Aho Shemunkasho, professeur à l’université de Salzbourg et spécialiste des manuscrits syriens anciens, considère comme vraisemblablement un faux cet Évangile qui diffère beaucoup des évangiles canoniques et présente des parallèles dans les sources islamiques. D’ailleurs les scientifiques qui l’étudient à Ankara ne se sont pas encore prononcés sur son âge et n’ont même pas annoncé quand ils auront fini de l’étudier. Aho Shemunkasho a par ailleurs découvert des incohérences et des erreurs dans la calligraphie et l'orthographe, qui font que l’Évangile ne correspond pas au début du christianisme. Il suppose que le document a été vieilli artificiellement à la chaleur[28].

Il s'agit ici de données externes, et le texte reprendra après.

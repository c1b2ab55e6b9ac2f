//! Explicit compile-suppression scope
//!
//! While a [`NoCompile`] guard is alive, a cache miss persists its unit but
//! hands back a deferred handle instead of compiling. Scopes nest.

use std::cell::Cell;

/// Threaded through every call that may create a specialization
///
/// Not `Sync`: a context belongs to one thread of calls.
#[derive(Debug, Default)]
pub struct CompileContext {
    suppressed: Cell<usize>,
}

impl CompileContext {
    pub fn new() -> Self {
        Self::default()
    }

    /// Enter a no-compile scope, left when the guard drops
    pub fn no_compile(&self) -> NoCompile<'_> {
        self.suppressed.set(self.suppressed.get() + 1);
        NoCompile { ctx: self }
    }

    pub fn depth(&self) -> usize {
        self.suppressed.get()
    }

    pub fn compile_enabled(&self) -> bool {
        self.depth() == 0
    }
}

#[must_use = "compilation is only suppressed while the guard is alive"]
pub struct NoCompile<'a> {
    ctx: &'a CompileContext,
}

impl Drop for NoCompile<'_> {
    fn drop(&mut self) {
        self.ctx.suppressed.set(self.ctx.suppressed.get().saturating_sub(1));
    }
}

#[cfg(test)]
mod tests {
    use super::*;

    #[test]
    fn test_nested_scopes() {
        let ctx = CompileContext::new();
        assert!(ctx.compile_enabled());
        {
            let _outer = ctx.no_compile();
            {
                let _inner = ctx.no_compile();
                assert_eq!(ctx.depth(), 2);
            }
            assert_eq!(ctx.depth(), 1);
            assert!(!ctx.compile_enabled());
        }
        assert!(ctx.compile_enabled());
    }
}
//! Error types for the specialization engine

use thiserror::Error;

use crate::native::NativeError;
use crate::types::{Placeholder, TypeArg};

/// Result type for declaration, binding and dispatch operations
pub type TurboResult<T> = Result<T, TurboError>;

/// Specialization errors
///
/// Everything except `Io` and `Native` is a programmer error in declaring or
/// invoking a kernel, raised at the point of violation and never retried.
#[derive(Debug, Error)]
pub enum TurboError {
    #[error("No such variable: {name}")]
    NoSuchVariable { name: String },

    #[error("No such placeholder: {placeholder}")]
    NoSuchPlaceholder { placeholder: Placeholder },

    #[error("Placeholder {placeholder} already bound to {current}, given {given}")]
    AlreadyBound {
        placeholder: Placeholder,
        current: TypeArg,
        given: TypeArg,
    },

    #[error("Not dynamic: {function}")]
    NotDynamic { function: String },

    #[error("Bad argument: {arg} has no type name")]
    BadArg { arg: TypeArg },

    #[error("Bad type spec for {name}: {message}")]
    BadSpec { name: String, message: String },

    #[error("Variant still has unbound placeholders: {unbound}")]
    Incomplete { unbound: String },

    #[error("Variable has no declared type: {name}")]
    Untyped { name: String },

    #[error("Cannot infer {placeholder} for {function}: {reason}")]
    Uninferable {
        placeholder: Placeholder,
        function: String,
        reason: String,
    },

    #[error("Deferred {function} invoked before {module} was compiled")]
    DeferredNotReady { module: String, function: String },

    #[error("Module {module} has no function {function}")]
    MissingFunction { module: String, function: String },

    #[error("Parse error at line {line}: {message}")]
    ParseError { line: usize, message: String },

    #[error("Config error: {message}")]
    ConfigError { message: String },

    #[error("I/O error on {path}: {source}")]
    Io {
        path: String,
        #[source]
        source: std::io::Error,
    },

    #[error(transparent)]
    Native(#[from] NativeError),
}

impl TurboError {
    pub fn parse_error(line: usize, msg: impl Into<String>) -> Self {
        TurboError::ParseError { line, message: msg.into() }
    }

    pub fn no_such_variable(name: impl Into<String>) -> Self {
        TurboError::NoSuchVariable { name: name.into() }
    }

    pub fn untyped(name: impl Into<String>) -> Self {
        TurboError::Untyped { name: name.into() }
    }

    pub fn config(msg: impl Into<String>) -> Self {
        TurboError::ConfigError { message: msg.into() }
    }

    pub fn io(path: impl AsRef<std::path::Path>, source: std::io::Error) -> Self {
        TurboError::Io {
            path: path.as_ref().display().to_string(),
            source,
        }
    }
}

De la même manière, en 1986, on a prétendu pendant peu de temps qu'une première copie syriaque du texte avait été trouvée près de Hakkari[29]. Par la suite cependant, on a fait savoir que ce manuscrit ne contenait en réalité que la Bible canonique[30]. Selon al-Hanifi, l'affaire du manuscrit de 2012 n'est pas la première fois où la Turquie a prétendu avoir trouvé l'Évangile de Barnabé[31].